Jung, himself, argued that psychological theories reflect the personal struggles, pathologies and personalities of those who generate them. This is unavoidable. They emerge out of the need for self-healing.
Those who are dismissive of psychology argue that differences between psychological paradigms and treatment modalities cancel out the legitimacy of the entire exercise. Wilber, on the other hand, contends that differences between paradigms and modalities can be explained on the basis of the level of personality structure that they address. According to Wilber, Jungian psychology addresses the first of the transpersonal bands between the total organism, or what I have called the body/self, and unity consciousness.1
I also suspect that different individuals will be drawn to different psychological theories because their personality structure is reflected in the presuppositions of a particular theory, because that theory offers them healing, or because it justifies their blocking further development by authenticating the defensive stand they are taking. Like attracts like.

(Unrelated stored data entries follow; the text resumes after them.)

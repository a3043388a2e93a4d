use std::sync::Arc;

use chrono::Utc;
use tracing::{info, warn};

use super::domain::{
    ContactSubmission, Inquiry, InquiryEdit, InquiryId, InquiryQuery, InquiryStatus, ReplyForm,
    ReplySubmission,
};
use super::repository::{InquiryRepository, RepositoryError};
use super::validation::{non_blank, validate_reply, validate_submission, FieldErrors};
use crate::notifications::{MailSettings, Mailer, Notifier, ReplyDeliveryError, StaffNotification};

/// Service composing the inquiry store, validator, and notifier.
pub struct InquiryService<R, M> {
    repository: Arc<R>,
    notifier: Notifier<M>,
}

/// Result of posting the reply screen for an existing inquiry.
#[derive(Debug)]
pub enum ReplyOutcome {
    /// Subject or body missing; nothing was written.
    Invalid {
        inquiry: Inquiry,
        errors: FieldErrors,
    },
    DraftSaved(Inquiry),
    Sent(Inquiry),
    /// The draft was persisted before the send attempt; status is unchanged.
    DeliveryFailed {
        inquiry: Inquiry,
        error: ReplyDeliveryError,
    },
}

/// Error raised by the inquiry service.
#[derive(Debug, thiserror::Error)]
pub enum InquiryServiceError {
    #[error(transparent)]
    Validation(#[from] FieldErrors),
    #[error(transparent)]
    Repository(#[from] RepositoryError),
}

impl<R, M> InquiryService<R, M>
where
    R: InquiryRepository + 'static,
    M: Mailer + 'static,
{
    pub fn new(repository: Arc<R>, mailer: Arc<M>, settings: MailSettings) -> Self {
        Self {
            repository,
            notifier: Notifier::new(mailer, settings),
        }
    }

    pub fn organization_name(&self) -> &str {
        &self.notifier.settings().organization_name
    }

    /// Validate and store a public submission, then notify staff on a best-effort basis.
    pub fn submit(&self, submission: &ContactSubmission) -> Result<Inquiry, InquiryServiceError> {
        let fields = validate_submission(submission)?;
        let inquiry = self.repository.create(fields)?;
        info!(inquiry_id = %inquiry.id, subject = %inquiry.subject, "contact inquiry received");

        match self.notifier.notify_staff(&inquiry) {
            Ok(StaffNotification::Sent | StaffNotification::Skipped) => {}
            Err(err) => {
                warn!(inquiry_id = %inquiry.id, error = %err, "staff notification failed");
            }
        }

        Ok(inquiry)
    }

    pub fn list(&self, query: &InquiryQuery) -> Result<Vec<Inquiry>, InquiryServiceError> {
        Ok(self.repository.list(query)?)
    }

    /// Fetch for the detail page, marking unseen inquiries as read.
    pub fn open(&self, id: InquiryId) -> Result<Inquiry, InquiryServiceError> {
        let mut inquiry = self.repository.get(id)?;
        if inquiry.status == InquiryStatus::New {
            inquiry.status = InquiryStatus::Read;
            inquiry = self.repository.save(inquiry)?;
            info!(inquiry_id = %id, "inquiry marked read");
        }
        Ok(inquiry)
    }

    /// Apply a staff edit of status and notes. Status changes are unrestricted; an absent
    /// notes field leaves the stored notes alone, a blank one clears them.
    pub fn update(
        &self,
        id: InquiryId,
        edit: &InquiryEdit,
    ) -> Result<Inquiry, InquiryServiceError> {
        let mut inquiry = self.repository.get(id)?;

        if let Some(raw) = edit.status.as_deref().filter(|raw| !raw.trim().is_empty()) {
            let status = raw.parse::<InquiryStatus>().map_err(|err| {
                let mut errors = FieldErrors::default();
                errors.insert("status", err.to_string());
                errors
            })?;
            inquiry.status = status;
        }
        if let Some(notes) = edit.admin_notes.as_deref() {
            inquiry.admin_notes = non_blank(Some(notes));
        }

        let saved = self.repository.save(inquiry)?;
        info!(inquiry_id = %id, status = %saved.status, "inquiry updated");
        Ok(saved)
    }

    /// Save status changes from the list view, skipping rows whose status is unchanged.
    pub fn bulk_update_status(
        &self,
        changes: &[(InquiryId, InquiryStatus)],
    ) -> Result<usize, InquiryServiceError> {
        let mut updated = 0;
        for (id, status) in changes {
            let mut inquiry = self.repository.get(*id)?;
            if inquiry.status == *status {
                continue;
            }
            inquiry.status = *status;
            self.repository.save(inquiry)?;
            updated += 1;
        }
        if updated > 0 {
            info!(updated, "inquiry statuses updated");
        }
        Ok(updated)
    }

    /// Load an inquiry with the reply screen's initial values.
    pub fn reply_form(&self, id: InquiryId) -> Result<(Inquiry, ReplyForm), InquiryServiceError> {
        let inquiry = self.repository.get(id)?;
        let form = self.default_reply(&inquiry);
        Ok((inquiry, form))
    }

    /// Suggested subject and greeting, derived only from the inquiry's subject and name.
    pub fn default_reply(&self, inquiry: &Inquiry) -> ReplyForm {
        ReplyForm {
            reply_subject: format!("Re: {}", inquiry.subject),
            reply_message: format!(
                "Dear {},\n\nThank you for contacting {}. We have received your inquiry regarding \"{}\".\n\n",
                inquiry.name,
                self.organization_name(),
                inquiry.subject
            ),
            admin_notes: inquiry.admin_notes.clone().unwrap_or_default(),
        }
    }

    /// Persist the draft and, when requested, email it and mark the inquiry replied.
    pub fn submit_reply(
        &self,
        id: InquiryId,
        submission: &ReplySubmission,
    ) -> Result<ReplyOutcome, InquiryServiceError> {
        let mut inquiry = self.repository.get(id)?;
        let draft = match validate_reply(submission) {
            Ok(draft) => draft,
            Err(errors) => return Ok(ReplyOutcome::Invalid { inquiry, errors }),
        };

        inquiry.reply_subject = Some(draft.reply_subject.clone());
        inquiry.reply_message = Some(draft.reply_message.clone());
        inquiry.admin_notes = draft.admin_notes.clone();
        let inquiry = self.repository.save(inquiry)?;

        if !draft.send_email {
            info!(inquiry_id = %id, "reply saved as draft");
            return Ok(ReplyOutcome::DraftSaved(inquiry));
        }

        match self.notifier.send_reply(
            &inquiry,
            &draft.reply_subject,
            &draft.reply_message,
            draft.sender_name.as_deref(),
        ) {
            Ok(()) => {
                let mut replied = inquiry;
                replied.status = InquiryStatus::Replied;
                replied.replied_at = Some(Utc::now());
                let replied = self.repository.save(replied)?;
                Ok(ReplyOutcome::Sent(replied))
            }
            Err(error) => {
                warn!(inquiry_id = %id, error = %error, "reply delivery failed; draft kept");
                Ok(ReplyOutcome::DeliveryFailed { inquiry, error })
            }
        }
    }
}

All such theories offer us a handle on reality, in this case, our own reality. The theories, however, are not the reality. The reality itself is far more subtle and complex. There is a sense in which we need a range of paradigms and treatment modalities to compensate for omissions and to offset exaggerations. Ultimately, we need to discern and follow our own insights and guidance.
The fact that I find Jung's Analytical Psychology helpful says a lot about me. It also reflects recent developments in my journey, as well as methodologies I find helpful. Furthermore, it has afforded valuable insight into the relationship between unconscious motivation and what theologians talk about as human sinfulness. 
Reaction to trait psychology has been generated by a range of motivations. Some react to any form of stereotyping, or classification. Others react because they are uncomfortable confronting aspects of themselves reflected in different typologies. Responses to the Enneagram are usually either wildly enthusiastic or angrily dismissive.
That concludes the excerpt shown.